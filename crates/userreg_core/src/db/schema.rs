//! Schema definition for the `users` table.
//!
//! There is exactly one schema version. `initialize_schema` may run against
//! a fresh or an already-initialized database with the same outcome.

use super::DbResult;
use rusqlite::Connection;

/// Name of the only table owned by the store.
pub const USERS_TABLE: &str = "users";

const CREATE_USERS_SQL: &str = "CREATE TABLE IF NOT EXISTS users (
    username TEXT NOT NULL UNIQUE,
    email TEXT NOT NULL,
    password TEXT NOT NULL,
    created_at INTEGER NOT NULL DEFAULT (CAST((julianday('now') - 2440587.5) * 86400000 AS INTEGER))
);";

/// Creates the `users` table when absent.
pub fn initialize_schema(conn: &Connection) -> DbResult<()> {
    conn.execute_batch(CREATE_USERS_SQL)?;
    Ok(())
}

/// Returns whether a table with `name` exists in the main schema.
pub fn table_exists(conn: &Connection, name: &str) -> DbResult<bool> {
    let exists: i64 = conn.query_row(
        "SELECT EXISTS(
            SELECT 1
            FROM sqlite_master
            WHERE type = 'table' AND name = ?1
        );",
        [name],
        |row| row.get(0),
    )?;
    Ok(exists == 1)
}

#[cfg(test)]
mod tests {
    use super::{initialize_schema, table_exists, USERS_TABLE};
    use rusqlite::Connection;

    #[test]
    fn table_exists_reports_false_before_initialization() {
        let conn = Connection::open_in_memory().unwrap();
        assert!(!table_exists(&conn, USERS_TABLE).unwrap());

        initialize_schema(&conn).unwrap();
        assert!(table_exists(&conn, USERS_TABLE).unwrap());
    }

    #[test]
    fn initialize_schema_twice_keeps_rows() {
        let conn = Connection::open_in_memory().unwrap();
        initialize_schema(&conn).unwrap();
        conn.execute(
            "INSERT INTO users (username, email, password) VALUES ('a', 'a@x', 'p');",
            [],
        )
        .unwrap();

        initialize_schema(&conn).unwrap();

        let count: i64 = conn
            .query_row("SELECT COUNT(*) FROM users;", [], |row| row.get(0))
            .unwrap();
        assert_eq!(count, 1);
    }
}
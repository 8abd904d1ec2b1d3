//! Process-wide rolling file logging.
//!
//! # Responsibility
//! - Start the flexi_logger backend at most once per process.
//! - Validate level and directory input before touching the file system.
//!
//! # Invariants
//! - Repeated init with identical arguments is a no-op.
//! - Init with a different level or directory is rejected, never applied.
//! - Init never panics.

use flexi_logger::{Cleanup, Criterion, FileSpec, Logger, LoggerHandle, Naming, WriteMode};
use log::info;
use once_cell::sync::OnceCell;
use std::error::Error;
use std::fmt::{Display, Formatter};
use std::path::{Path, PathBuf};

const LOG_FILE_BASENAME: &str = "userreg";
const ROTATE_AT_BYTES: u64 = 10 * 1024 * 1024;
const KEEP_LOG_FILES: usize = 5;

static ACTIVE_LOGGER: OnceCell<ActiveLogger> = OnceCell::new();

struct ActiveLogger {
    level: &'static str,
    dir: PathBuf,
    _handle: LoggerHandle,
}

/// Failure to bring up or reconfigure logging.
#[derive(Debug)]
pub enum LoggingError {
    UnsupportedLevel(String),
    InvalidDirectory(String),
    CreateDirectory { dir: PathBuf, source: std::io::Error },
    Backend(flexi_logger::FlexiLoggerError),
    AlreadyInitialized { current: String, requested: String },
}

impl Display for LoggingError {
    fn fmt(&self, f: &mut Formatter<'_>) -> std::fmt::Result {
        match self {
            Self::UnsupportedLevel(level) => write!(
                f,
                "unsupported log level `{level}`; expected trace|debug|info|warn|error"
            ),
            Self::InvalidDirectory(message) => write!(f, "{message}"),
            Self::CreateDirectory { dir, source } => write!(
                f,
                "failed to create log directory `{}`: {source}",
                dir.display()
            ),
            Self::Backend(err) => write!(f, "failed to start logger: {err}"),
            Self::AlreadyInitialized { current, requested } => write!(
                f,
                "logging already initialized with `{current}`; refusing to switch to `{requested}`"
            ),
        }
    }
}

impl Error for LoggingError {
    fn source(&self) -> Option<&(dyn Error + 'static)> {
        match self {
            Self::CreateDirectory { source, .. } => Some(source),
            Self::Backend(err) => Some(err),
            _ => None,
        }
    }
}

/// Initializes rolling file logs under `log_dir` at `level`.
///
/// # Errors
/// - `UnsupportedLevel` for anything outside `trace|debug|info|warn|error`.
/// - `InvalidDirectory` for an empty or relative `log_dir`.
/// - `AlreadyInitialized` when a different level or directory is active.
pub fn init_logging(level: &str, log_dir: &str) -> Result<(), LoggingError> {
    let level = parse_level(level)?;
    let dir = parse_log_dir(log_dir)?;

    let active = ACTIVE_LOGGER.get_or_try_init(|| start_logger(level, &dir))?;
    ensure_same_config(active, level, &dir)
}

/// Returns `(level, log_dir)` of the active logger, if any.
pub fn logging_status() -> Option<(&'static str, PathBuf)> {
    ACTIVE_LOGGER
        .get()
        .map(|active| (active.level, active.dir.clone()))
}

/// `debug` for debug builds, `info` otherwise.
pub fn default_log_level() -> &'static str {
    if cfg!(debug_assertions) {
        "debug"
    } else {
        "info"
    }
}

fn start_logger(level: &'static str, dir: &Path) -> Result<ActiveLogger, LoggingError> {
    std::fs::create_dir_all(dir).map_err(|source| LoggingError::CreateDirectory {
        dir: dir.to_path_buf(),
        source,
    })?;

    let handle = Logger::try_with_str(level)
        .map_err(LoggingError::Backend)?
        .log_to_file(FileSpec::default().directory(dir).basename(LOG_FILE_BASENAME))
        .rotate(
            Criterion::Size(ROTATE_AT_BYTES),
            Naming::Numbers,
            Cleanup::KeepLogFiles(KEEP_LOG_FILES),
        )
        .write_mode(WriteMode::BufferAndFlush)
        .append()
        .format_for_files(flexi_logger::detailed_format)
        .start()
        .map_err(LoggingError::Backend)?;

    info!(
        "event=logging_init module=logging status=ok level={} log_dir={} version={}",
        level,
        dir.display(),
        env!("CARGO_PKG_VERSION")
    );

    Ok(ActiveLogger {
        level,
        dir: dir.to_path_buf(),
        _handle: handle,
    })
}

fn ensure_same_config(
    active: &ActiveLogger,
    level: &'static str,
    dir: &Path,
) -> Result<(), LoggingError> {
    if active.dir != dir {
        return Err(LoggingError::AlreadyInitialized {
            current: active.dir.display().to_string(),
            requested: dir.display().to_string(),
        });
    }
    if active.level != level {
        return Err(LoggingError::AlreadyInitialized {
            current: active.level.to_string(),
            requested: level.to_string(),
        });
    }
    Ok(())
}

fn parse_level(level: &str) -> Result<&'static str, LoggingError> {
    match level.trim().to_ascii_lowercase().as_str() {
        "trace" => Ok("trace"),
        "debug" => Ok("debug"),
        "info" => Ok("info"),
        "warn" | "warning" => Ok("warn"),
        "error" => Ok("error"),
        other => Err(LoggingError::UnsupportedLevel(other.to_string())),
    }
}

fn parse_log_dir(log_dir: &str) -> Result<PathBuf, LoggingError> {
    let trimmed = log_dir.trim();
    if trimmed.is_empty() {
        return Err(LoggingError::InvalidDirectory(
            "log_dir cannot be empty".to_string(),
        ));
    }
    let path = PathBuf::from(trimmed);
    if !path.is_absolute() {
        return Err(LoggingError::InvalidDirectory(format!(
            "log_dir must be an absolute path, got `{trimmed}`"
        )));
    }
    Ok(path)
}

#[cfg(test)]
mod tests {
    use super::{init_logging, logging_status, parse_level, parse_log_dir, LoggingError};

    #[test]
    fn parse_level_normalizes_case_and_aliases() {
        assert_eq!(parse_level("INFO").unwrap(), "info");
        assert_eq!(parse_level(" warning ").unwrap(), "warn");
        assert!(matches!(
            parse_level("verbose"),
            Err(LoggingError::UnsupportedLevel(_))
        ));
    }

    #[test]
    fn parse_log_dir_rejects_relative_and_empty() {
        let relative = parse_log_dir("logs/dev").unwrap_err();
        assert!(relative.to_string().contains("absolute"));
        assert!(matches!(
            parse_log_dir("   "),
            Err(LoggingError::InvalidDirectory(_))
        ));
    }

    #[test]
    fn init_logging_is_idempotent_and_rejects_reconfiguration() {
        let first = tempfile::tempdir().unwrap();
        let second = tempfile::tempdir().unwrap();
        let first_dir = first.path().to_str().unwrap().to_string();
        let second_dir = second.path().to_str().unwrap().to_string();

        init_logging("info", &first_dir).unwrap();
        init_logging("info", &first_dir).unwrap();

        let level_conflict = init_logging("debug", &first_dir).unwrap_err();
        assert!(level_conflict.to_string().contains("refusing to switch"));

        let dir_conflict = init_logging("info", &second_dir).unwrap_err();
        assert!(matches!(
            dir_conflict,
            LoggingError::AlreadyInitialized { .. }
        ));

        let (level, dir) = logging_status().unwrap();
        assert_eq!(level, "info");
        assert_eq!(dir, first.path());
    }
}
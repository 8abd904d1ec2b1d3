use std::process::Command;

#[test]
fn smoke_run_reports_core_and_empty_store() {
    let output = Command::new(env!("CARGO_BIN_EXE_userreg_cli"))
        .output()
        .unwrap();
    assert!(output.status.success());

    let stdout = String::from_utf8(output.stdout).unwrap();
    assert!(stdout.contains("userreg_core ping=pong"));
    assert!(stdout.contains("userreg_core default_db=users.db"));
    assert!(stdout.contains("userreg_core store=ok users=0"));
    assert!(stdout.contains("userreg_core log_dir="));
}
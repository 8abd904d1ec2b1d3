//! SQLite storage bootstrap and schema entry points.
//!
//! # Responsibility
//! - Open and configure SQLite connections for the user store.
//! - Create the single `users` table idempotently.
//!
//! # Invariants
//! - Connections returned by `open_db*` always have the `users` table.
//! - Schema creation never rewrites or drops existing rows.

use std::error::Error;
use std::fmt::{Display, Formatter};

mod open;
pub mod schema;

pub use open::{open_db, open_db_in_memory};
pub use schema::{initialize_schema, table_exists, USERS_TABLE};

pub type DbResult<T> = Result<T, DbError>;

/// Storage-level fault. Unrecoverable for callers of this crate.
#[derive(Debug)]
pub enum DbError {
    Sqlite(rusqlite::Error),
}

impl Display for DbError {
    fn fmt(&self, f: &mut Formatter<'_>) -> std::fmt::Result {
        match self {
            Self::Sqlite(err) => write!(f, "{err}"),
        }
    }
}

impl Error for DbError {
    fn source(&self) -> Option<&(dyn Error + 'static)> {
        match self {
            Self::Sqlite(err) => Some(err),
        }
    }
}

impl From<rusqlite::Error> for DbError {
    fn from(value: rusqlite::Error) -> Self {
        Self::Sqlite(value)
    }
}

■ TASK DIRECTIONS
Nothing but the exact lines from the start of the material through the line holding "pub fn table_exists(conn: &Connection, name: &str)", both included, belongs in the answer.

■ REPLY
filename crates/userreg_core/src/db/schema.rs
//! Schema definition for the `users` table.
//!
//! There is exactly one schema version. `initialize_schema` may run against
//! a fresh or an already-initialized database with the same outcome.

use super::DbResult;
use rusqlite::Connection;

/// Name of the only table owned by the store.
pub const USERS_TABLE: &str = "users";

const CREATE_USERS_SQL: &str = "CREATE TABLE IF NOT EXISTS users (
    username TEXT NOT NULL UNIQUE,
    email TEXT NOT NULL,
    password TEXT NOT NULL,
    created_at INTEGER NOT NULL DEFAULT (CAST((julianday('now') - 2440587.5) * 86400000 AS INTEGER))
);";

/// Creates the `users` table when absent.
pub fn initialize_schema(conn: &Connection) -> DbResult<()> {
    conn.execute_batch(CREATE_USERS_SQL)?;
    Ok(())
}

/// Returns whether a table with `name` exists in the main schema.
pub fn table_exists(conn: &Connection, name: &str) -> DbResult<bool> {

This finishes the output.